A commercial chicken cosmid library (Clontech, Palo Alto, CA) was hybridized with a full-length CD3 cDNA probe, and two reactive cosmids were isolated. Cosmid DNA was prepared (Qiagen, Hilden, Germany) and directly used as template for sequencing using CD3-specific and internal oligonucleotides with the ABI Prism dye terminator cycle sequencing ready reaction kit (Perkin-Elmer, Foster City, CA) on an Applied Biosystems 373A Stretch sequencer. The Lasergene (DNAstar, Madison, WI) software package was used for sequence analysis.

TCR down-regulation

The chicken T cell line UG9 was maintained in DMEM supplemented with 5% FCS and 1 mM glutamine. The cells were incubated with the indicated amounts of phorbol 12,13-dibutyrate (PDB; Sigma, St. Louis, MO) for 1 h at 37°C and then collected and labeled using either the chicken CD3-specific CT3 mAb or the chicken V1-specific TCR2 mAb (Southern Biotechnology Associates, Birmingham, AL) (7, 21), followed by goat anti-mouse IgG1-FITC conjugate (Southern Biotechnology Associates).

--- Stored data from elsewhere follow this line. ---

/// Merge an attribute: one already seeded under the same name (from
/// `observedAttributes`) absorbs the newer record, the newer data taking
/// precedence on conflicting keys.
pub fn merge_attribute(declaration: &mut ClassDeclaration, newer: Attribute) {
    match declaration.attribute_mut(&newer.name) {
        Some(existing) => existing.merge_from(newer),
        None => declaration.attributes.push(newer),
    }
}

fn heritage_expression(class_node: Node) -> Option<Node> {
    let heritage = ast::find_child_by_kind(class_node, "class_heritage")?;
    // The TypeScript grammar nests an extends_clause; the JavaScript
    // grammar puts the expression directly under the heritage node.
    if let Some(extends) = ast::find_child_by_kind(heritage, "extends_clause") {
        return extends
            .child_by_field_name("value")
            .or_else(|| extends.named_child(0));
    }
    heritage.named_child(0)
}

/// Peel mixin applications off a heritage expression: `A(B(Base))` yields
/// mixins `[A, B]` and superclass `Base`.
fn unwrap_heritage(expression: Node, source: &str) -> (Option<String>, Vec<String>) {
    let mut mixins = Vec::new();
    let mut current = expression;
    loop {
        match current.kind() {
            "call_expression" => {
                if let Some(callee) = current.child_by_field_name("function") {
                    mixins.push(ast::node_text(callee, source).to_string());
                }
                let argument = current
                    .child_by_field_name("arguments")
                    .and_then(|args| args.named_child(0));
                match argument {
                    Some(inner) => current = inner,
                    None => return (None, mixins),
                }
            }
            "identifier" | "member_expression" => {
                return (Some(ast::node_text(current, source).to_string()), mixins);
            }
            _ => return (None, mixins),
        }
    }
}

fn decorator_tag_name(class_node: Node, source: &str) -> Option<String> {
    for decorator in ast::find_children_by_kind(class_node, "decorator") {
        let Some(call) = ast::find_child_by_kind(decorator, "call_expression") else {
            continue;
        };
        let Some(callee) = call.child_by_field_name("function") else {
            continue;
        };
        if ast::node_text(callee, source) != "customElement" {
            continue;
        }
        let tag = call
            .child_by_field_name("arguments")
            .and_then(|args| args.named_child(0))
            .and_then(|first| ast::string_literal_value(first, source));
        if tag.is_some() {
            return tag;
        }
    }
    None
}

fn observed_attribute_names(body: Node, source: &str) -> Vec<String> {
    let mut cursor = body.walk();
    for member in body.named_children(&mut cursor) {
        match member.kind() {
            "field_definition" | "public_field_definition" => {
                let name = member
                    .child_by_field_name("name")
                    .or_else(|| member.child_by_field_name("property"));
                let is_observed = name
                    .map(|n| ast::node_text(n, source) == "observedAttributes")
                    .unwrap_or(false);
                if is_observed && ast::has_child_of_kind(member, "static") {
                    if let Some(value) = member.child_by_field_name("value") {
                        return array_string_elements(value, source);
                    }
                }
            }
            "method_definition" => {
                let is_observed =
                    ast::field_text(member, "name", source).as_deref() == Some("observedAttributes");
                if is_observed
                    && ast::has_child_of_kind(member, "static")
                    && ast::has_child_of_kind(member, "get")
                {
                    let returned = member
                        .child_by_field_name("body")
                        .and_then(|b| {
                            ast::find_descendants_of_kind(b, "return_statement")
                                .into_iter()
                                .next()
                        })
                        .and_then(|ret| ret.named_child(0));
                    if let Some(value) = returned {
                        return array_string_elements(value, source);
                    }
                }
            }
            _ => {}
        }
    }
    Vec::new()
}

fn array_string_elements(node: Node, source: &str) -> Vec<String> {
    if node.kind() != "array" {
        return Vec::new();
    }
    let mut cursor = node.walk();
    node.named_children(&mut cursor)
        .filter_map(|element| ast::string_literal_value(element, source))
        .collect()
}

#[cfg(test)]
mod tests {
    use super::*;
    use crate::language::parse_module;
    use crate::schema::Privacy;

    fn build(source: &str, path: &str) -> ClassBuild {
        let tree = parse_module(path, source).unwrap();
        let nodes = ast::find_descendants_of_kind(tree.root_node(), "class_declaration");
        let class_node = if nodes.is_empty() {
            ast::find_descendants_of_kind(tree.root_node(), "class")[0]
        } else {
            nodes[0]
        };
        build_class(class_node, source)
    }

    #[test]
    fn observed_attributes_from_field_form() {
        let build = build(
            "class MyEl extends HTMLElement { static observedAttributes = ['a-a', 'b-b']; }",
            "a.js",
        );
        let names: Vec<&str> = build
            .declaration
            .attributes
            .iter()
            .map(|a| a.name.as_str())
            .collect();
        assert_eq!(names, vec!["a-a", "b-b"]);
        assert!(build
            .declaration
            .attributes
            .iter()
            .all(|a| a.field_name.is_none()));
        assert_eq!(build.superclass_name.as_deref(), Some("HTMLElement"));
    }

    #[test]
    fn observed_attributes_from_getter_form() {
        let build = build(
            "class MyEl extends HTMLElement { static get observedAttributes() { return ['x-x']; } }",
            "a.js",
        );
        assert_eq!(build.declaration.attributes[0].name, "x-x");
        // The getter itself never becomes a member.
        assert!(build.declaration.members.is_empty());
    }

    #[test]
    fn heritage_mixins_unwrap_outermost_first() {
        let build = build("class X extends A(B(Base)) {}", "a.js");
        assert_eq!(build.mixin_names, vec!["A", "B"]);
        assert_eq!(build.superclass_name.as_deref(), Some("Base"));
    }

    #[test]
    fn constructor_assignments_register_fields() {
        let source = r#"
class A {
  constructor() {
    super();
    this.count = 0;
    this.label = 'hi', this.open = false;
  }
}
"#;
        let build = build(source, "a.js");
        let names: Vec<&str> = build.declaration.members.iter().map(|m| m.name()).collect();
        assert_eq!(names, vec!["count", "label", "open"]);
        let ClassMember::Field(open) = build.declaration.member("open").unwrap() else {
            panic!("expected field");
        };
        assert_eq!(open.default.as_deref(), Some("false"));
        assert_eq!(open.field_type.as_ref().unwrap().text, "boolean");
    }

    #[test]
    fn constructor_assignment_backfills_declared_field() {
        let source = r#"
class A {
  count: number;
  constructor() {
    super();
    this.count = 3;
  }
}
"#;
        let build = build(source, "a.ts");
        let ClassMember::Field(count) = build.declaration.member("count").unwrap() else {
            panic!("expected field");
        };
        // The declared annotation survives; the constructor supplies the
        // default.
        assert_eq!(count.field_type.as_ref().unwrap().text, "number");
        assert_eq!(count.default.as_deref(), Some("3"));
        assert_eq!(
            build
                .declaration
                .members
                .iter()
                .filter(|m| m.name() == "count")
                .count(),
            1
        );
    }

    #[test]
    fn methods_and_privacy() {
        let source = r#"
class A {
  #tick() {}
  static create() {}
  run(speed = 1) {}
}
"#;
        let build = build(source, "a.js");
        let ClassMember::Method(tick) = build.declaration.member("#tick").unwrap() else {
            panic!("expected method");
        };
        assert_eq!(tick.privacy, Some(Privacy::Private));
        let ClassMember::Method(create) = build.declaration.member("create").unwrap() else {
            panic!("expected method");
        };
        assert!(create.is_static);
        let ClassMember::Method(run) = build.declaration.member("run").unwrap() else {
            panic!("expected method");
        };
        assert_eq!(run.parameters[0].default.as_deref(), Some("1"));
    }

    #[test]
    fn getter_only_accessor_is_readonly_field() {
        let source = "class A { get size() { return 1; } set width(w) {} get area() { return 2; } set area(a) {} }";
        let build = build(source, "a.js");
        let ClassMember::Field(size) = build.declaration.member("size").unwrap() else {
            panic!("expected field");
        };
        assert_eq!(size.readonly, Some(true));
        let ClassMember::Field(area) = build.declaration.member("area").unwrap() else {
            panic!("expected field");
        };
        assert_eq!(area.readonly, None);
    }

    #[test]
    fn attr_field_merges_into_seeded_attribute() {
        let source = r#"
class A extends HTMLElement {
  static observedAttributes = ['my-attr'];
  /** @attr my-attr */
  myAttr = 'x';
}
"#;
        let build = build(source, "a.js");
        assert_eq!(build.declaration.attributes.len(), 1);
        let attr = &build.declaration.attributes[0];
        assert_eq!(attr.field_name.as_deref(), Some("myAttr"));
        assert_eq!(attr.default.as_deref(), Some("'x'"));
    }

    #[test]
    fn decorator_supplies_tag_name() {
        let source = "@customElement('fancy-button')\nclass FancyButton extends HTMLElement {}";
        let build = build(source, "a.ts");
        assert_eq!(build.declaration.tag_name.as_deref(), Some("fancy-button"));
    }

    #[test]
    fn events_found_across_methods() {
        let source = r#"
class A {
  constructor() { super(); this.dispatchEvent(new Event('constructed')); }
  go() { this.dispatchEvent(new CustomEvent('gone')); }
}
"#;
        let build = build(source, "a.js");
        let names: Vec<_> = build
            .declaration
            .events
            .iter()
            .filter_map(|e| e.name.as_deref())
            .collect();
        assert_eq!(names, vec!["constructed", "gone"]);
    }
}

The flow cytometric analysis was performed on a FACScan (Becton Dickinson, Mountain View, CA), and the percentage of TCR down-regulation was calculated [mean fluorescence intensity of PDB-treated cells/mean fluorescence intensity of untreated cells x 100].

Immunoprecipitation, SDS-PAGE, and nonequilibrium pH gradient electrophoresis (NEPHGE)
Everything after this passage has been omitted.